Glucosamine Sulphate and Cod Liver oil are helping as a long term supplement. I was in a bad way about a year ago, constant deep deep pain.... so i started the supplements, i get sore now after a days work and my legs constantly ache but i only occasionally suffer like i did a year ago.


----------



## MrGrumpy (20 Oct 2019)

Just thought I’d mention in this thread as well that I’ve got some knee trouble again. Long story short had cartilage removed from right knee many moons ago and cycling was my recovery !! However if late I’m having all sorts of bother. It’s swollen above the knee cap and across, when I bend the knee it’s tight down the side of the knee. This started off a few weeks ago and I had pain in my calf as well , leg very tight. Starting to think though that it’s a bike setup issue ? Bought new shoes you see and now think I need to alter the saddle or spd position on the right shoe. 
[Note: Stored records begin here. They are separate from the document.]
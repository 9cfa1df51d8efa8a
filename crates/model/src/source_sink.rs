//! Source and Sink records (spec §3, §6).

use hermod_core::{SinkId, SourceId, WorkerId};
use serde::{Deserialize, Serialize};
use std::collections::BTreeMap;

/// A catalog-registered data source (spec §3).
#[derive(Debug, Clone, Serialize, Deserialize)]
pub struct Source {
    /// Catalog-unique id.
    pub id: SourceId,
    /// Adapter type, e.g. `"postgres_cdc"`, `"kafka"`, `"webhook"`.
    pub source_type: String,
    /// Adapter-specific configuration (connection strings, topics, etc).
    pub config: BTreeMap<String, String>,
    /// Opaque resume position (e.g. WAL LSN, Kafka offsets), persisted by
    /// the engine after each checkpoint (spec §4.5 "Checkpoint &
    /// recovery").
    pub state: Option<BTreeMap<String, String>>,
    /// `false` disables routing from this source without removing it.
    #[serde(default = "default_true")]
    pub active: bool,
    /// The worker currently reading this source, if any workflow using it
    /// is assigned. Cleared by the registry when no remaining workflow
    /// references it (spec §4.4 `StopEngine`).
    #[serde(default)]
    pub worker_id: Option<WorkerId>,
}

fn default_true() -> bool {
    true
}

impl Source {
    /// Construct an active source with empty config and no persisted state.
    #[must_use]
    pub fn new(id: SourceId, source_type: impl Into<String>) -> Self {
        Self {
            id,
            source_type: source_type.into(),
            config: BTreeMap::new(),
            state: None,
            active: true,
            worker_id: None,
        }
    }
}

/// Runtime status of a sink's circuit breaker, surfaced for operators
/// (spec §4.5, §7).
#[derive(Debug, Clone, Copy, PartialEq, Eq, Serialize, Deserialize)]
#[serde(rename_all = "snake_case")]
pub enum SinkStatus {
    /// Accepting writes.
    Closed,
    /// Rejecting writes until the cool-off elapses.
    Open,
    /// Probing with a single write.
    HalfOpen,
}

impl Default for SinkStatus {
    fn default() -> Self {
        Self::Closed
    }
}

/// A catalog-registered data sink (spec §3).
#[derive(Debug, Clone, Serialize, Deserialize)]
pub struct Sink {
    /// Catalog-unique id.
    pub id: SinkId,
    /// Adapter type, e.g. `"postgres"`, `"s3"`, `"http"`.
    pub sink_type: String,
    /// Adapter-specific configuration.
    pub config: BTreeMap<String, String>,
    /// `false` disables routing to this sink without removing it.
    pub active: bool,
    /// Current circuit-breaker status.
    #[serde(default)]
    pub status: SinkStatus,
    /// The worker currently writing to this sink, if any workflow using it
    /// is assigned.
    pub worker_id: Option<WorkerId>,
}

impl Sink {
    /// Construct an active sink with empty config.
    #[must_use]
    pub fn new(id: SinkId, sink_type: impl Into<String>) -> Self {
        Self {
            id,
            sink_type: sink_type.into(),
            config: BTreeMap::new(),
            active: true,
            status: SinkStatus::default(),
            worker_id: None,
        }
    }
}
//! The per-workflow engine runtime (spec §4.5 "Main loop"): owns the
//! multi-source fan-in, the DAG router, one [`SinkDispatcher`] per sink
//! node, the shared buffer, and the checkpoint coordinator, and drives
//! the health gate → read → validate → route → dispatch → ack cycle
//! until cancelled.

use std::collections::HashMap;
use std::sync::Arc;
use std::sync::atomic::{AtomicUsize, Ordering};
use std::time::Duration;

use dashmap::DashMap;
use parking_lot::Mutex;
use tokio::sync::mpsc;
use tokio_util::sync::CancellationToken;

use hermod_adapter::{AdapterError, Sink};
use hermod_buffer::Producer;
use hermod_catalog::Catalog;
use hermod_core::{MessageId, NodeId, WorkflowId};
use hermod_error::EngineError;
use hermod_message::Message;
use hermod_node::{NodeEvaluator, Router};
use hermod_telemetry::{MetricsRegistry, NotificationDedup};

use crate::checkpoint::CheckpointCoordinator;
use crate::config::EngineConfig;
use crate::dispatch::{DispatchOutcome, SinkDispatcher};
use crate::multi_source::MultiSource;
use crate::schema::SchemaValidator;
use crate::status::{EngineStatus, Role, validate_transition};
use crate::trace::{RateSampler, TraceStep};

/// The metadata key a buffered message is tagged with so a sink worker
/// knows which [`SinkDispatcher`] to hand it to — the buffer is generic
/// over [`Message`] and carries no other routing side-channel.
const META_DISPATCH_SINK: &str = "_dispatch_sink_id";
/// The metadata key carrying the ack group's message id, so a sink
/// worker can find the originating [`PendingAck`] after the message has
/// been cloned once per sink.
const META_ACK_GROUP: &str = "_ack_group_id";

/// Status-change and trace callbacks the owning registry installs at
/// construction (spec §9 "a `NotifyFn` closure" breaks the
/// registry/engine reference cycle the original design would otherwise
/// need).
pub type StatusCallback = Arc<dyn Fn(WorkflowId, EngineStatus) + Send + Sync>;
/// See [`StatusCallback`].
pub type TraceCallback = Arc<dyn Fn(TraceStep) + Send + Sync>;
/// Invoked every time a message is read off the source, independent of
/// trace sampling, so the registry's idle-parking sweep (spec §4.4) has
/// a "last message arrived" timestamp to compare against even when
/// `trace_sample_rate` is zero.
pub type ActivityCallback = Arc<dyn Fn(WorkflowId) + Send + Sync>;

/// One sink node's dispatcher plus the messages still owed an ack that
/// were routed to it.
struct PendingAck {
    remaining: AtomicUsize,
    original: Message,
}

/// Everything the engine needs to run one workflow end to end.
pub struct Engine {
    workflow_id: WorkflowId,
    source: MultiSource,
    router: Router,
    evaluator: NodeEvaluator,
    dispatchers: HashMap<NodeId, Arc<SinkDispatcher>>,
    buffer: Arc<dyn Producer>,
    checkpoint: CheckpointCoordinator,
    stateful_nodes: Vec<NodeId>,
    schema: Option<SchemaValidator>,
    /// The workflow's configured DLQ sink (`policy.dlq_sink_ref`), used
    /// to dead-letter messages that never reach a sink dispatcher — e.g.
    /// a schema violation caught before routing (spec §4.5 step 3, §7
    /// "Poison message"). Distinct from a [`SinkDispatcher`]'s own `dlq`
    /// field, which dead-letters messages that *did* reach a sink but
    /// exhausted their retries there.
    dlq_sink: Option<Arc<dyn Sink>>,
    config: EngineConfig,
    metrics: Arc<MetricsRegistry>,
    sampler: RateSampler,
    dedup: NotificationDedup,
    status: Mutex<EngineStatus>,
    on_status_change: StatusCallback,
    on_trace: TraceCallback,
    on_activity: ActivityCallback,
    pending: DashMap<MessageId, Arc<PendingAck>>,
}
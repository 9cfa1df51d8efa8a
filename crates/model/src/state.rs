//! Stateful-node state blobs and lease records (spec §3, §4.1, §4.6
//! "Stateful aggregation").

use chrono::{DateTime, Utc};
use hermod_core::{NodeId, WorkerId, WorkflowId};
use serde::{Deserialize, Serialize};

/// Opaque, versioned accumulator state for a single stateful node within a
/// workflow (spec §4.6). The byte encoding is owned by the node
/// evaluator; the catalog stores it as an opaque blob keyed by
/// `(workflow_id, node_id)`.
#[derive(Debug, Clone, Serialize, Deserialize)]
pub struct NodeState {
    /// The workflow this state belongs to.
    pub workflow_id: WorkflowId,
    /// The stateful node this state belongs to.
    pub node_id: NodeId,
    /// Opaque accumulator bytes, format owned by the evaluator.
    pub data: Vec<u8>,
    /// Monotonically increasing version, bumped on every write; used for
    /// compare-and-swap persistence.
    pub version: u64,
}

impl NodeState {
    /// Construct the initial (version 0) state for a node.
    #[must_use]
    pub fn initial(workflow_id: WorkflowId, node_id: NodeId, data: Vec<u8>) -> Self {
        Self {
            workflow_id,
            node_id,
            data,
            version: 0,
        }
    }

    /// Produce the next version with updated data, for a subsequent CAS
    /// write.
    #[must_use]
    pub fn next(&self, data: Vec<u8>) -> Self {
        Self {
            workflow_id: self.workflow_id,
            node_id: self.node_id,
            data,
            version: self.version + 1,
        }
    }
}

/// A workflow lease (spec §4.1). The catalog is the source of truth; this
/// is the in-memory/transport representation shared between
/// `hermod-catalog` and `hermod-lease`.
#[derive(Debug, Clone, Serialize, Deserialize)]
pub struct Lease {
    /// The workflow this lease governs.
    pub workflow_id: WorkflowId,
    /// The worker holding the lease.
    pub worker_id: WorkerId,
    /// Opaque fencing token, unique per acquisition, used to detect stale
    /// writers after a steal (spec §4.1 "fencing").
    pub owner_id: String,
    /// Lease expiry; a renew before this instant extends it, a renew after
    /// it fails as `RenewExhausted`.
    pub lease_until: DateTime<Utc>,
}

impl Lease {
    /// `true` if `now` is past `lease_until`, meaning another worker may
    /// acquire this lease.
    #[must_use]
    pub fn is_expired(&self, now: DateTime<Utc>) -> bool {
        now >= self.lease_until
    }
}

#[cfg(test)]
mod tests {
    use super::*;

    #[test]
    fn next_state_bumps_version() {
        let s0 = NodeState::initial(WorkflowId::v4(), NodeId::v4(), vec![1, 2, 3]);
        let s1 = s0.next(vec![4, 5, 6]);
        assert_eq!(s1.version, 1);
        assert_eq!(s1.data, vec![4, 5, 6]);
        assert_eq!(s1.workflow_id, s0.workflow_id);
    }

    #[test]
    fn lease_expiry() {
        let now = Utc::now();
        let lease = Lease {
            workflow_id: WorkflowId::v4(),
            worker_id: WorkerId::v4(),
            owner_id: "fence-1".into(),
            lease_until: now - chrono::Duration::seconds(1),
        };
        assert!(lease.is_expired(now));
    }
}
Btw it’s fine when cycling it’s when instop


----------



## vickster (20 Oct 2019)

Check your cleat and seat position. Don't forget your post ride stretches, calves, gluteus, quads, hip flexors 

Of course, meniscus removal is often followed by arthritis so could be some of that too if stiff and swollen

If it doesn't get better, see a sports physio


----------



## HLaB (20 Oct 2019)

My last two fits have lowered my saddle and the first of those two identified a leg length discrepancy (left is longer than the right) and touch wood Ive never had a recurrence of the ITB knee problem I had 12 years ago so a fit I think did solve it for me. Im not rigorous about it but I also stretch a little in the shower after a ride and that probably helps too but I found over rigorous stretching problematic, nothing major but sometimes a thigh/ calf didn't feel right for a bit. I find a short 1-2 miles complete ease off at the end of the ride helps more, that's maybe just me though.


----------



## vickster (21 Oct 2019)

HLaB said:


> My last two fits have lowered my saddle and the first of those two identified a leg length discrepancy (left is longer than the right) and touch wood Ive never had a recurrence of the ITB knee problem I had 12 years ago so a fit I think did solve it for me. Im not rigorous about it but I also stretch a little in the shower after a ride and that probably helps too but I found over rigorous stretching problematic, nothing major but sometimes a thigh/ calf didn't feel right for a bit. I find a short 1-2 miles complete ease off at the end of the ride helps more, that's maybe just me though.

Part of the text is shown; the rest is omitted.